An additional step can also consist in assembling the transparent and colored part obtained with another component, obtained by the same process or not. For example, this additional step may consist in assembling a mirror with a cyclops or a magnifying glass or in assembling, in particular gluing, a mirror with a support provided with a skirt for assembling said crystal on a watch case, or in assemble several ice creams together.

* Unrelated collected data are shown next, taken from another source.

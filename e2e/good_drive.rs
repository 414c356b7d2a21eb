//! E2E: probing a genuine, correctly-sized drive must report `FakeType::Good`
//! with no discrepancy between real and announced capacity.

use tempfile::tempdir;

use f3::device::file_emulator::FileDevice;
use f3::{probe_device, FakeType};

#[test]
fn good_two_gigabyte_drive_is_classified_as_good() {
    let dir = tempdir().unwrap();
    let path = dir.path().join("good.img");
    let size = 2u64 << 30;
    let mut dev = FileDevice::create(path, size, size, 63, 12, None, false, false).unwrap();

    let result = probe_device(&mut dev).expect("probe should succeed against a good drive");

    assert_eq!(result.fake_type, FakeType::Good);
    assert_eq!(result.real_size_byte, size);
    assert_eq!(result.announced_size_byte, size);
}
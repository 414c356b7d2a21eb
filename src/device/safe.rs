// device/safe.rs — Snapshot-and-restore decorator.
// Migrated from struct safe_device / sdev_* (libdevs.c).
//
// Every block a caller overwrites is snapshotted into an arena before the
// write reaches the inner device, so the original contents can be restored
// later (on drop, or via an explicit `recover`). Membership in the "already
// snapshotted" set is tested either via a bitmap (fast, memory-heavy) or a
// linear scan over the recorded positions (`min_memory`), both kept
// semantically identical.

use crate::device::{check_range, Device};
use crate::error::ProbeError;

/// Wraps a `Device`, snapshotting every block before its first overwrite so
/// it can be restored later. Equivalent to `struct safe_device`.
pub struct SafeDevice {
    inner: Box<dyn Device>,
    max_blocks: u64,
    block_order: u32,
    /// Positions in the order they were first snapshotted. Position `i`'s
    /// original contents live in `arena[arena_start + i*block_size .. +block_size]`.
    positions: Vec<u64>,
    /// Word-indexed bitmap of saved positions, present unless `min_memory`.
    bitmap: Option<Vec<u64>>,
    min_memory: bool,
    arena: Vec<u8>,
    arena_start: usize,
}

impl SafeDevice {
    /// Wraps `inner`, reserving snapshot capacity for up to `max_blocks`
    /// distinct positions. Equivalent to `create_safe_device`.
    ///
    /// The arena is allocated `(1 << block_order) - 1` bytes larger than
    /// the minimum needed so a block-aligned window can always be found
    /// inside it (spec §4.6's alignment invariant); in Rust this is done
    /// via `align_offset` rather than manual pointer arithmetic.
    pub fn new(inner: Box<dyn Device>, max_blocks: u64, min_memory: bool) -> Result<Self, ProbeError> {
        if max_blocks == 0 {
            return Err(ProbeError::InvalidArgument("max_blocks must be > 0".into()));
        }
        let block_order = inner.block_order();
        let block_size = 1usize << block_order;
        let arena_len = (max_blocks as usize)
            .checked_mul(block_size)
            .and_then(|n| n.checked_add(block_size - 1))
            .ok_or(ProbeError::OutOfMemory)?;
        let mut arena = vec![0u8; arena_len];
        let arena_start = arena.as_mut_ptr().align_offset(block_size);
        if arena_start == usize::MAX || arena_start + (max_blocks as usize) * block_size > arena.len() {
            return Err(ProbeError::OutOfMemory);
        }

        let bitmap = if min_memory {
            None
        } else {
            // Indexed by absolute device position (see `is_saved`/`mark_saved`),
            // not by the snapshot arena's capacity, so it must cover every
            // position the device can report. Equivalent to
            // `sdev_bitmap_length` in libdevs.c.
            let n_blocks = inner.n_blocks();
            let n_words = (n_blocks as usize).div_ceil(64);
            Some(vec![0u64; n_words])
        };

        Ok(SafeDevice {
            inner,
            max_blocks,
            block_order,
            positions: Vec::new(),
            bitmap,
            min_memory,
            arena,
            arena_start,
        })
    }

    /// Number of distinct positions currently snapshotted.
    pub fn saved_count(&self) -> u64 {
        self.positions.len() as u64
    }

    /// `true` if this wrapper tests membership via a linear scan instead of
    /// a bitmap (the `min_memory` construction mode).
    pub fn is_min_memory(&self) -> bool {
        self.min_memory
    }

    fn is_saved(&self, pos: u64) -> bool {
        match &self.bitmap {
            Some(bitmap) => {
                let idx = pos as usize;
                let word = idx / 64;
                let bit = idx % 64;
                word < bitmap.len() && (bitmap[word] & (1 << bit)) != 0
            }
            None => self.positions.contains(&pos),
        }
    }

    fn mark_saved(&mut self, pos: u64) {
        if let Some(bitmap) = &mut self.bitmap {
            let idx = pos as usize;
            let word = idx / 64;
            let bit = idx % 64;
            if word < bitmap.len() {
                bitmap[word] |= 1 << bit;
            }
        }
    }

    fn block_slice(&self, slot: usize) -> &[u8] {
        let block_size = 1usize << self.block_order;
        let start = self.arena_start + slot * block_size;
        &self.arena[start..start + block_size]
    }

    fn block_slice_mut(&mut self, slot: usize) -> &mut [u8] {
        let block_size = 1usize << self.block_order;
        let start = self.arena_start + slot * block_size;
        &mut self.arena[start..start + block_size]
    }

    /// Snapshots any not-yet-saved positions in `[first_pos, last_pos]` by
    /// batching consecutive unsaved positions into contiguous read-back
    /// ranges. Equivalent to `sdev_save_block`.
    fn save_range(&mut self, first_pos: u64, last_pos: u64) -> Result<(), ProbeError> {
        let mut pos = first_pos;
        while pos <= last_pos {
            if self.is_saved(pos) {
                pos += 1;
                continue;
            }
            let range_start = pos;
            let mut range_end = pos;
            while range_end < last_pos && !self.is_saved(range_end + 1) {
                range_end += 1;
            }

            let n_new = (range_end - range_start + 1) as usize;
            if self.positions.len() + n_new > self.max_blocks as usize {
                return Err(ProbeError::InvalidArgument(
                    "safe wrapper snapshot capacity exceeded".into(),
                ));
            }

            let first_slot = self.positions.len();
            let block_size = 1usize << self.block_order;
            let mut buf = vec![0u8; n_new * block_size];
            self.inner.read_blocks(&mut buf, range_start, range_end)?;
            for k in 0..n_new {
                let slot = first_slot + k;
                self.block_slice_mut(slot).copy_from_slice(&buf[k * block_size..(k + 1) * block_size]);
                self.positions.push(range_start + k as u64);
                self.mark_saved(range_start + k as u64);
            }

            pos = range_end + 1;
        }
        Ok(())
    }

    /// Writes every snapshotted block at a position `<= very_last_pos` back
    /// to the inner device, in maximal consecutive runs, falling back to
    /// per-block writes (warning, not aborting, on individual failure).
    /// Equivalent to `sdev_recover` / `sdev_carefully_recover`.
    pub fn recover(&mut self, very_last_pos: u64) -> Result<(), ProbeError> {
        let block_size = 1usize << self.block_order;
        let n = self.positions.len();
        let mut i = 0;
        let mut first_err: Option<ProbeError> = None;

        while i < n {
            if self.positions[i] > very_last_pos {
                i += 1;
                continue;
            }
            let start = i;
            let mut j = i;
            while j + 1 < n
                && self.positions[j + 1] == self.positions[j] + 1
                && self.positions[j + 1] <= very_last_pos
            {
                j += 1;
            }
            let first_pos = self.positions[start];
            let last_pos = self.positions[j];
            let run_len = j - start + 1;
            let mut data = vec![0u8; run_len * block_size];
            for k in 0..run_len {
                data[k * block_size..(k + 1) * block_size].copy_from_slice(self.block_slice(start + k));
            }

            if let Err(range_err) = self.inner.write_blocks(&data, first_pos, last_pos) {
                for k in 0..run_len {
                    let p = self.positions[start + k];
                    let blk = data[k * block_size..(k + 1) * block_size].to_vec();
                    if let Err(block_err) = self.inner.write_blocks(&blk, p, p) {
                        crate::displaylevel!(
                            1,
                            "warning: safe wrapper could not restore block {p}: {block_err}\n"
                        );
                        if first_err.is_none() {
                            first_err = Some(block_err);
                        }
                    }
                }
                let _ = range_err;
            }

            i = j + 1;
        }

        match first_err {
            Some(e) => Err(e),
            None => Ok(()),
        }
    }

    /// Clears the snapshot log without writing anything back.
    /// Equivalent to `sdev_flush`.
    pub fn flush(&mut self) {
        self.positions.clear();
        if let Some(bitmap) = &mut self.bitmap {
            bitmap.iter_mut().for_each(|w| *w = 0);
        }
    }
}

impl Device for SafeDevice {
    fn size_byte(&self) -> u64 {
        self.inner.size_byte()
    }

    fn block_order(&self) -> u32 {
        self.inner.block_order()
    }

    fn filename(&self) -> &str {
        self.inner.filename()
    }

    fn read_blocks(&mut self, buf: &mut [u8], first_pos: u64, last_pos: u64) -> Result<(), ProbeError> {
        check_range(self, buf.len(), first_pos, last_pos)?;
        self.inner.read_blocks(buf, first_pos, last_pos)
    }

    fn write_blocks(&mut self, buf: &[u8], first_pos: u64, last_pos: u64) -> Result<(), ProbeError> {
        check_range(self, buf.len(), first_pos, last_pos)?;
        self.save_range(first_pos, last_pos)?;
        self.inner.write_blocks(buf, first_pos, last_pos)
    }

    fn reset(&mut self) -> Result<(), ProbeError> {
        self.inner.reset()
    }
}

impl Drop for SafeDevice {
    fn drop(&mut self) {
        // Best-effort: a drop-time failure to restore a block is reported
        // via `displaylevel!`, matching `recover`'s own fallback, but must
        // never panic.
        let _ = self.recover(u64::MAX);
    }
}

#[cfg(test)]
mod tests {
    use super::*;
    use crate::device::file_emulator::FileDevice;
    use tempfile::tempdir;

    fn make_dev(dir: &std::path::Path, order: u32, n_blocks: u64) -> FileDevice {
        let path = dir.join("safe.img");
        let size = n_blocks << order;
        FileDevice::create(path, size, size, 63, order, None, false, false).unwrap()
    }

    #[test]
    fn write_then_drop_restores_original_contents() {
        let dir = tempdir().unwrap();
        let order = 12u32;
        let block_size = 1usize << order;
        let filename;
        {
            let dev = make_dev(dir.path(), order, 256);
            filename = dev.filename().to_string();
            let mut safe = SafeDevice::new(Box::new(dev), 64, false).unwrap();
            let data = vec![0x77u8; block_size * 101];
            safe.write_blocks(&data, 100, 200).unwrap();
            // drop runs recover(u64::MAX) here
        }
        // Reopen the same backing file directly (bypassing the wrapper) to
        // confirm the pre-write zeros were restored.
        let mut raw = std::fs::File::open(&filename).unwrap();
        use std::io::{Read, Seek, SeekFrom};
        raw.seek(SeekFrom::Start(100 * block_size as u64)).unwrap();
        let mut buf = vec![0xFFu8; block_size];
        raw.read_exact(&mut buf).unwrap();
        assert!(buf.iter().all(|&b| b == 0));
        let _ = std::fs::remove_file(&filename);
    }

    #[test]
    fn writing_same_position_twice_only_saves_once() {
        let dir = tempdir().unwrap();
        let order = 12u32;
        let block_size = 1usize << order;
        let dev = make_dev(dir.path(), order, 64);
        let mut safe = SafeDevice::new(Box::new(dev), 32, false).unwrap();
        let data = vec![1u8; block_size];
        safe.write_blocks(&data, 5, 5).unwrap();
        safe.write_blocks(&data, 5, 5).unwrap();
        assert_eq!(safe.saved_count(), 1);
    }

    #[test]
    fn min_memory_mode_behaves_identically() {
        let dir = tempdir().unwrap();
        let order = 12u32;
        let block_size = 1usize << order;
        let dev = make_dev(dir.path(), order, 64);
        let mut safe = SafeDevice::new(Box::new(dev), 32, true).unwrap();
        let data = vec![9u8; block_size * 3];
        safe.write_blocks(&data, 10, 12).unwrap();
        assert_eq!(safe.saved_count(), 3);
        safe.write_blocks(&data[..block_size], 11, 11).unwrap();
        assert_eq!(safe.saved_count(), 3);
    }

    #[test]
    fn flush_clears_log_without_restoring() {
        let dir = tempdir().unwrap();
        let order = 12u32;
        let block_size = 1usize << order;
        let dev = make_dev(dir.path(), order, 64);
        let mut safe = SafeDevice::new(Box::new(dev), 32, false).unwrap();
        let data = vec![3u8; block_size];
        safe.write_blocks(&data, 1, 1).unwrap();
        safe.flush();
        assert_eq!(safe.saved_count(), 0);
        // Dropping now must not attempt to restore position 1.
    }

    #[test]
    fn capacity_exceeded_is_reported_as_invalid_argument() {
        let dir = tempdir().unwrap();
        let order = 12u32;
        let block_size = 1usize << order;
        let dev = make_dev(dir.path(), order, 64);
        let mut safe = SafeDevice::new(Box::new(dev), 2, false).unwrap();
        let data = vec![0u8; block_size * 3];
        let err = safe.write_blocks(&data, 0, 2).unwrap_err();
        assert!(matches!(err, ProbeError::InvalidArgument(_)));
    }
}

Finally, the manufacturing process according to the invention has the following advantages: <tb> - <SEP> The input of chemical coloring element (s) is perfectly controlled, in quantity and location, which allows it to be calibrated and repeated to obtain a desired and identical result at each execution; <tb> - <SEP> Likewise, the heat treatment is controlled and repeatable, in order to obtain a colored transparent part desired and identical for each execution; <tb> - <SEP> The process is therefore compatible with large-scale industrialization and with watchmaking requirements.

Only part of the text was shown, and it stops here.